I can’t believe it’s taken me so long to write this post, but to be honest I’ve had to stop running, talking about running and thinking about running since the marathon, just to deal with the enormity of it all. So, Sunday 13 April I ran the London Marathon and I couldn’t be happier. Here’s how the day went.
Travelling to the Red Start at Greenwich I chatted with other runners as it seemed the entire tube network was clogged with runners carrying bright red bags. I met my friend B (from Secret Tuesday Running Club) and after putting our bags in the baggage trucks we spent about 40 minutes queuing for the toilet. I had been advised to queue up, go to the loo and then queue again but there was no time for that as it was ten minutes to the start of the race.
I crossed the start line at 10.17, according to the online tracker, which my family on the course were using to find me. They were all wearing TEAM AUNTIE HELLY T-shirts and were in a group of ten so I wasn’t going to miss them. Or so I thought.
The weather was really hot right from the start and as someone who hates running in any heat over about 10 degrees, I knew this was going to kill me. But I can honestly say I loved every second of the first 18 miles. I chatted to people – outlandishly claiming IAM THE OYMPIC LEGACY to people who looked unimpressed, confused and in some cases frightened. I high fived children, took sweets from people and then remembered I couldn’t eat because I hadn’t practiced eating and running (mental) and I even had time to stop for a quick sip of G&T with some friends before I realised I hadn’t practiced that either and would spend the following seven miles wondering if I was going to shit my pants (spoiler alert: I didn’t).
It was all going so well. Right up until 18 miles and then I massively hit the wall. And to all of those people who told me there is no such thing as the wall – there bloody well is. And it’s bloody horrible. I saw my family for a second time just after 18 miles and instead of high fiving I cried like a lunatic before carrying on sobbing to myself and desperately trying to catch my breath.
I started the dreaded run/walk strategy from 21 miles and battled with the fact I hated myself for walking but also hated myself for even entering the marathon in the first place. At one point I think I might have wanted to throw myself into the Thames. My family came to see me at mile 21 and apparently I was so focused (probably on stopping myself from jumping into the Thames) that I missed them all – despite the fact there were 10 of them, all wearing identical t-shirts, screaming at the top of their voices about a metre away from me. Sorry Team Auntie Helen.
The final mile, from Embankment, past the Houses of Parliament and onto Birdcage Walk was amazing. I was in so much pain, the heat was immense and the crowds were deafening. I told myself I hadn’t come to walk down The Mall so I ran the last mile and a half chanting ‘One foot in front of the other, one foot in front of the other’ on a constant loop like a maniac. I couldn’t look anyone in the face and I blocked out the hysterical screaming around me and I just ran.

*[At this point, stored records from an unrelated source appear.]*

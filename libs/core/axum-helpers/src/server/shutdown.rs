use std::sync::Arc;
use std::sync::atomic::{AtomicBool, Ordering};
use tokio::signal;
use tokio::sync::broadcast;
use tracing::{error, info};

/// Fans a single SIGINT/SIGTERM out to every task that subscribed.
#[derive(Clone)]
pub struct ShutdownCoordinator {
    tx: broadcast::Sender<()>,
    shutdown_initiated: Arc<AtomicBool>,
}

impl ShutdownCoordinator {
    pub fn new() -> (Self, broadcast::Receiver<()>) {
        let (tx, rx) = broadcast::channel(1);
        let coordinator = Self {
            tx,
            shutdown_initiated: Arc::new(AtomicBool::new(false)),
        };
        (coordinator, rx)
    }

    pub fn subscribe(&self) -> broadcast::Receiver<()> {
        self.tx.subscribe()
    }

    pub fn is_shutting_down(&self) -> bool {
        self.shutdown_initiated.load(Ordering::Relaxed)
    }

    /// Idempotent.
    pub fn shutdown(&self) {
        if self
            .shutdown_initiated
            .compare_exchange(false, true, Ordering::SeqCst, Ordering::SeqCst)
            .is_ok()
        {
            info!("Initiating graceful shutdown");
            let _ = self.tx.send(());
        }
    }

    /// Resolves after a signal arrived or [`Self::shutdown`] was called.
    pub async fn wait_for_signal(&self) {
        let mut rx = self.subscribe();
        if self.is_shutting_down() {
            return;
        }

        tokio::select! {
            _ = shutdown_signal() => self.shutdown(),
            _ = rx.recv() => {}
        }
    }
}

impl Default for ShutdownCoordinator {
    fn default() -> Self {
        Self::new().0
    }
}

/// Completes on Ctrl+C or SIGTERM.
///
/// If a handler cannot be installed that branch never completes, so the
/// server keeps running instead of exiting.
pub async fn shutdown_signal() {
    let ctrl_c = async {
        if let Err(e) = signal::ctrl_c().await {
            error!("Failed to install Ctrl+C handler: {}", e);
            std::future::pending::<()>().await;
        }
    };

    #[cfg(unix)]
    let terminate = async {
        match signal::unix::signal(signal::unix::SignalKind::terminate()) {
            Ok(mut stream) => {
                stream.recv().await;
            }
            Err(e) => {
                error!("Failed to install SIGTERM handler: {}", e);
                std::future::pending::<()>().await;
            }
        }
    };

    #[cfg(not(unix))]
    let terminate = std::future::pending::<()>();

    tokio::select! {
        _ = ctrl_c => info!("Received SIGINT"),
        _ = terminate => info!("Received SIGTERM"),
    }
}

#[cfg(test)]
mod tests {
    use super::*;
    use std::time::Duration;

    #[tokio::test]
    async fn test_manual_shutdown_notifies_subscribers() {
        let (coordinator, mut rx) = ShutdownCoordinator::new();
        assert!(!coordinator.is_shutting_down());

        coordinator.shutdown();
        coordinator.shutdown();

        assert!(coordinator.is_shutting_down());
        assert!(rx.recv().await.is_ok());
    }

    #[tokio::test]
    async fn test_wait_for_signal_returns_after_shutdown() {
        let coordinator = ShutdownCoordinator::default();
        let waiter = coordinator.clone();
        let handle = tokio::spawn(async move { waiter.wait_for_signal().await });

        tokio::time::sleep(Duration::from_millis(20)).await;
        coordinator.shutdown();

        tokio::time::timeout(Duration::from_secs(1), handle)
            .await
            .unwrap()
            .unwrap();
    }
}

Turning right onto The Mall is something that still fills me with such pride and joy that I can’t think about it without wanting to cry. I have never seen anything like it. There were people all over – six, seven deep in some places, people hanging out in the fountains and all of them with the biggest smiles they could possibly muster – all screaming us along as we took those final steps. And there, just 200 metres away was the bright red finish gantry. Running past the grandstands 5 hours and 20 minutes after starting at Greenwich I felt more full of energy than I had in the entire 26 miles. I was just a minute or so away from completing my first marathon. This is a feeling I will remember till the day I die. The proudest moment of my life and the hardest thing I’ve ever done. And it was so worth it. I AM A MARATHONER.
As a footnote, I want to say a massive thank you to everyone who came to support me on the day. I genuinely don’t think I could have run it without knowing you were all there (somewhere) cheering me on. And to my long suffering boyf, Josh, I am so sorry for all of those marathon meltdowns, early morning runs and the constant talk of missing toe nails and pee colour. Let’s hope we both get a ballot place next year so we can go through it together. Whoop whoop!